# INPUT RECORDS
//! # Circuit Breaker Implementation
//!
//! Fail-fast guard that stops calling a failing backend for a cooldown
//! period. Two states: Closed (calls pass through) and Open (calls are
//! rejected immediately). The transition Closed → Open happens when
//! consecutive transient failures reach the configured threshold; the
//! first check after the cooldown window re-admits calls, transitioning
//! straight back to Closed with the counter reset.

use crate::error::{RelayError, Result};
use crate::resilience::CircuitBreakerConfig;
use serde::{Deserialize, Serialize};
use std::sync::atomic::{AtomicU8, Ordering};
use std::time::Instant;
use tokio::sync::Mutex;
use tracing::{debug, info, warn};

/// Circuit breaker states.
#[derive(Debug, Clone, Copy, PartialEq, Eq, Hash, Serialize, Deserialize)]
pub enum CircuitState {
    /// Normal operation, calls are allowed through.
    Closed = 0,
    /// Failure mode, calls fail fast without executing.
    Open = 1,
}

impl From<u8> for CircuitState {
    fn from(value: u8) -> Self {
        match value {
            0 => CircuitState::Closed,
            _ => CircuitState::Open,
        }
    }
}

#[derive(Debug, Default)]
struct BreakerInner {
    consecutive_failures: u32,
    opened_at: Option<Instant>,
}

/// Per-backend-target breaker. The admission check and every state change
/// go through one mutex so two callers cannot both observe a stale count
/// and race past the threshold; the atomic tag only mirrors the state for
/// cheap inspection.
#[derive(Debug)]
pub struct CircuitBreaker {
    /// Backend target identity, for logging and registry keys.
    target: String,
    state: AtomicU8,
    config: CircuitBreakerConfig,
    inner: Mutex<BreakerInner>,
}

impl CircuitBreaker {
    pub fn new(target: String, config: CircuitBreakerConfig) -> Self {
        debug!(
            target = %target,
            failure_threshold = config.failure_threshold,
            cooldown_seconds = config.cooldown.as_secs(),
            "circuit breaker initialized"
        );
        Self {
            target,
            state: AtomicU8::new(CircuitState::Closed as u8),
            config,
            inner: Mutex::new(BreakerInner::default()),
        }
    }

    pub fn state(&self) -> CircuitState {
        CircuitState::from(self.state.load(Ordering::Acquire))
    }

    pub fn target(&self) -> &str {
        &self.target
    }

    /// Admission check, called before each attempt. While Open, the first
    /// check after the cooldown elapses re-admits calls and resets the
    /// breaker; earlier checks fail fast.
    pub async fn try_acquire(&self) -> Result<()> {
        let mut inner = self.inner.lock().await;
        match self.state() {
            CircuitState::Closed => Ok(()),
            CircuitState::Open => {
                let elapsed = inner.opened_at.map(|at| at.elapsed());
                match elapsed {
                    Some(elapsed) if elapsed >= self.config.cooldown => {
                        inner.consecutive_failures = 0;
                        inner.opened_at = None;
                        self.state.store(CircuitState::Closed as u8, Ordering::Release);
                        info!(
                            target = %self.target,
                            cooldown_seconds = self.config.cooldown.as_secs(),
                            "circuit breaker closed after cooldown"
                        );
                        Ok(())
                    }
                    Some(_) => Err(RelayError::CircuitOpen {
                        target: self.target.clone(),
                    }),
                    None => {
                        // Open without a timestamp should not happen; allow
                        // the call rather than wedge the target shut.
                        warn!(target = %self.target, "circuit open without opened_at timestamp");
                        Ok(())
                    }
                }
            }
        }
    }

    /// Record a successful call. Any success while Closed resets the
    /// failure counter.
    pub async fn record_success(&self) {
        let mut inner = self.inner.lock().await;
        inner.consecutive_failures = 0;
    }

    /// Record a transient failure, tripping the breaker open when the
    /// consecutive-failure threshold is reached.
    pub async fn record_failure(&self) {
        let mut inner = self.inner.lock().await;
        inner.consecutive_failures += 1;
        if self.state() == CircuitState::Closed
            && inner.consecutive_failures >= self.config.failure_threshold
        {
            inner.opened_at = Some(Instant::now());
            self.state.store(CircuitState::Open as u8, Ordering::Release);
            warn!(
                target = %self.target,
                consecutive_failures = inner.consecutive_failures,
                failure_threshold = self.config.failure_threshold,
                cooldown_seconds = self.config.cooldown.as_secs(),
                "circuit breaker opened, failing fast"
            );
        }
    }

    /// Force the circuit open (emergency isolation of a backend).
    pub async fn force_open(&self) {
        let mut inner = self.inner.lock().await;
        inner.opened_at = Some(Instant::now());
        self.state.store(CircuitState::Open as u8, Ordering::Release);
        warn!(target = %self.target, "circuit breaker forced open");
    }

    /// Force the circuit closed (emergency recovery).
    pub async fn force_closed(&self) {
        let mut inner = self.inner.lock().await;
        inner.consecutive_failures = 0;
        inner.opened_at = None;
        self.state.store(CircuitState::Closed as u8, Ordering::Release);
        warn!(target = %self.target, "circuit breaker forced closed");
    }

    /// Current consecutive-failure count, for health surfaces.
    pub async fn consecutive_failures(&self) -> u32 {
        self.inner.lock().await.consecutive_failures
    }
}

* * *

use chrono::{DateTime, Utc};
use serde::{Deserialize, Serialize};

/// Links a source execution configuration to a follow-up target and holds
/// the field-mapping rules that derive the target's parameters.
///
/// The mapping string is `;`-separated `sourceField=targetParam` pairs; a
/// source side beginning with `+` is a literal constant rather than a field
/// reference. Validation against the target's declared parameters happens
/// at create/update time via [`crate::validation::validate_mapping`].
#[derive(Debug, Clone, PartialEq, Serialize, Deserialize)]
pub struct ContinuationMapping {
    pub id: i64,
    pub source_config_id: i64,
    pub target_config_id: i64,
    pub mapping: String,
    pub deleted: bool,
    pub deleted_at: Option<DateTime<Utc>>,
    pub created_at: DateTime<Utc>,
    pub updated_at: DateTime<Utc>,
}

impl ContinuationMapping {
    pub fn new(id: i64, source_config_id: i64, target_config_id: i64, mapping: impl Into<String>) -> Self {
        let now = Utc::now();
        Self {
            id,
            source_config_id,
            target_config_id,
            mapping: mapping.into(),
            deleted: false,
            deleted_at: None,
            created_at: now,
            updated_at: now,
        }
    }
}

---

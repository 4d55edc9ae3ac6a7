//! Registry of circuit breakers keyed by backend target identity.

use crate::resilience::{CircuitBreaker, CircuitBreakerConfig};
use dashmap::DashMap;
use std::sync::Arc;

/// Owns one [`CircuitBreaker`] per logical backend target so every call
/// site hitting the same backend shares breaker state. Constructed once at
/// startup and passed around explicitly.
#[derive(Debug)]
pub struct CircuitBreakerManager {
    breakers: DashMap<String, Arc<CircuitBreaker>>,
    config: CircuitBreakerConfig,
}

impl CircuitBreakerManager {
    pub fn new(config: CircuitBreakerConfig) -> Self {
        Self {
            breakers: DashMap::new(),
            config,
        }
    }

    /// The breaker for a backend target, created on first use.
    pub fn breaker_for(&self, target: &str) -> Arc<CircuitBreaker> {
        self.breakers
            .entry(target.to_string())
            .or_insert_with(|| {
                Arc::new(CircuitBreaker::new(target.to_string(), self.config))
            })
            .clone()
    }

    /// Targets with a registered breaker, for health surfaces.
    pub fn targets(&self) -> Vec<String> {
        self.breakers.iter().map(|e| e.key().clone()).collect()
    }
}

# EXERCISE DETAILS
Take each line of the material above that holds the string "emergency" and copy it.

# RESULT
    /// Force the circuit open (emergency isolation of a backend).
    /// Force the circuit closed (emergency recovery).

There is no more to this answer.